Our client's app Rule of Thumb™️ tracks the sentiment of their users on trending and controversial people from different fields, including politics, business, media and entertainment, etc. The website has the following main requirement:
- They need to present their users with an easy way to share their opinion on each presented celebrity, using votes (thumbs up and down), and display the results to the user while the poll is open. These features should be available to all users, regardless of where they're accessing the website from, whether it's a smartphone, a tablet or a desktop computer.

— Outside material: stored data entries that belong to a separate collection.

use super::coords::Coordinate;
use serde::{Deserialize, Serialize};

/// One protein-ligand interaction reported by an external profiler (PLIP).
///
/// Records are read-only inputs; they are filtered and counted but never
/// modified by this crate.
#[derive(Debug, Clone, PartialEq, Serialize, Deserialize)]
pub struct InteractionRecord {
    /// Display name of the interaction kind (e.g., "Hydrogen Bonds").
    pub interaction_type: String,
    /// Ligand-side anchor point.
    pub ligcoo: Coordinate,
    /// Protein-side anchor point.
    pub protcoo: Coordinate,
    /// Interaction distance in Angstroms, if reported.
    pub dist: Option<f64>,
    pub restype: String,
    pub resnr: String,
    pub reschain: String,
    /// Binding-site position identifier; compared against 1-based pose numbers.
    pub position: Option<String>,
}
use super::{read_text, write_json};
use crate::cli::InteractionsArgs;
use crate::config::{CliOverrides, PartialAnalysisConfig};
use crate::error::{CliError, Result};
use dockscope::core::analysis::interactions::{
    AlignerConfig, PoseScope, count_by_type, is_plip_type, parse_interactions_json,
};
use dockscope::core::models::interaction::InteractionRecord;
use serde::Serialize;
use std::collections::BTreeMap;
use tracing::{info, warn};

#[derive(Serialize)]
#[serde(rename_all = "camelCase")]
struct AlignedInteractions {
    pose_index: usize,
    interactions: Vec<InteractionRecord>,
    counts_by_type: BTreeMap<String, usize>,
    total: usize,
}

pub async fn run(
    args: InteractionsArgs,
    partial_config: PartialAnalysisConfig,
    set_values: &[String],
) -> Result<()> {
    for unknown in args.types.iter().filter(|t| !is_plip_type(t)) {
        warn!("'{}' is not a PLIP interaction type; it will match nothing from PLIP.", unknown);
    }

    let overrides = CliOverrides {
        pose_scope: args.by_position.then_some(PoseScope::ByPosition),
        enabled_types: (!args.types.is_empty()).then(|| args.types.clone()),
        ..Default::default()
    };
    let config = partial_config.merge_with_cli(&overrides, set_values)?;

    let text = read_text(&args.input).await?;
    let records =
        parse_interactions_json(&text).map_err(|e| CliError::interactions(args.input.clone(), e))?;

    let report = align_report(&records, &config.aligner, args.pose);
    info!(
        pose = args.pose,
        kept = report.total,
        read = records.len(),
        "Aligned interactions."
    );
    write_json(None, &report).await
}

fn align_report(
    records: &[InteractionRecord],
    aligner: &AlignerConfig,
    pose_index: usize,
) -> AlignedInteractions {
    let interactions: Vec<InteractionRecord> = aligner
        .align(records, pose_index)
        .into_iter()
        .cloned()
        .collect();
    AlignedInteractions {
        pose_index,
        counts_by_type: count_by_type(&interactions),
        total: interactions.len(),
        interactions,
    }
}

- The website should meet the design criteria. You should be able to create the website markup using HTML, CSS and Javascript (check out Tips on Delivery section for more details). You can find below in the different required resolutions:
- In the mobile version, cards should only be displayed as a list of cards, with horizontal scrolling and overflow.
- Each card should contain a gauge bar at the bottom, which will display the distribution of positive and negative votes as a percentage.
(See assets/data.json for reference).
- Each card should contain three buttons: a "thumbs down" (yellow), a "thumbs up" (teal) and a "Vote now" button which should be disabled by default.
- If either the "thumbs up" or "thumbs down" button is pressed, it should toggle the selected state of that button (denoted as a white border, see design specs for reference), and enable the "Vote Now" button.
- If "Vote Now" button is pressed, that vote should be posted, and three other things should happen:
- Eyebrow text should change to the copy "Thank you for your vote!"
- "Vote now" text should change to the copy "Vote Again"
- The gauge bar below should reflect the changes in the registered data and percentage should be updated.
- If the "Vote Again" button is pressed, all buttons should return to the initial state, and all modified copy texts should be reverted to their original state. The gauge bar, however, should persist the votes already posted.
- Do not use any framework/library. Using Vanilla HTML, CSS and JS is preferred, but if you do not know how to set up a project like that you can use a Front End framework such as React, Vue, Angular or whatever you feel comfortable working with.
- We don't care about IE and neither should you. We'll test in Chromium, like all cool people do.
- We value your time. We don't expect you to take more than three days on it, and as long as you send us working code that meets the criteria described above, we're happy. Don't overthink it though, find an easy way to achieve a good result and stick to it.
- No copypasta, please. You can find anything on GitHub and StackOverflow these days, can't you? Well, so can we. We won't blame you if you forgot how to use the LocalStorage API. Just don't copypaste big chunks of code.
If you feel that covering the basic acceptance criteria isn't enough to showcase the best of your abilities feel free to add a little extra. This is by no means mandatory but if there are any valuable additional skills you'd like to show off go right ahead. These are just a few ideas of things you could add:
- In desktop versions, users should be able to switch views between list view and grid view, using the dropdown menu, which should be located at the top right section of the component.
- Data must be obtained from
assets/data.json
. The file contains all the information required to add each famous person into the DOM. - All posted votes should be persisted by any means, and should be exactly the same count, even if the page is refreshed. Use any persistence mechanisms you prefer: LocalStorage, Cookies, IndexedDB, URL params, a Back End service (Firebase, DynamoDB, Redis, etc).
- Using a CSS preprocessor like SASS or SCSS.
- Write some tests. Unit, Integration, E2E, anything that ensures that your code is unbreakable.
- Document your code. Use any format you know of to generate documentation that allows us to peek under the hood.
- Include any SEO strategy, and show off your score in any popular tool.
Send a link to your recruiter pointing to your repository (Github or Bitbucket). The master branch should contain the entire result, along with the instructions to run your code on the README.md file (if apples).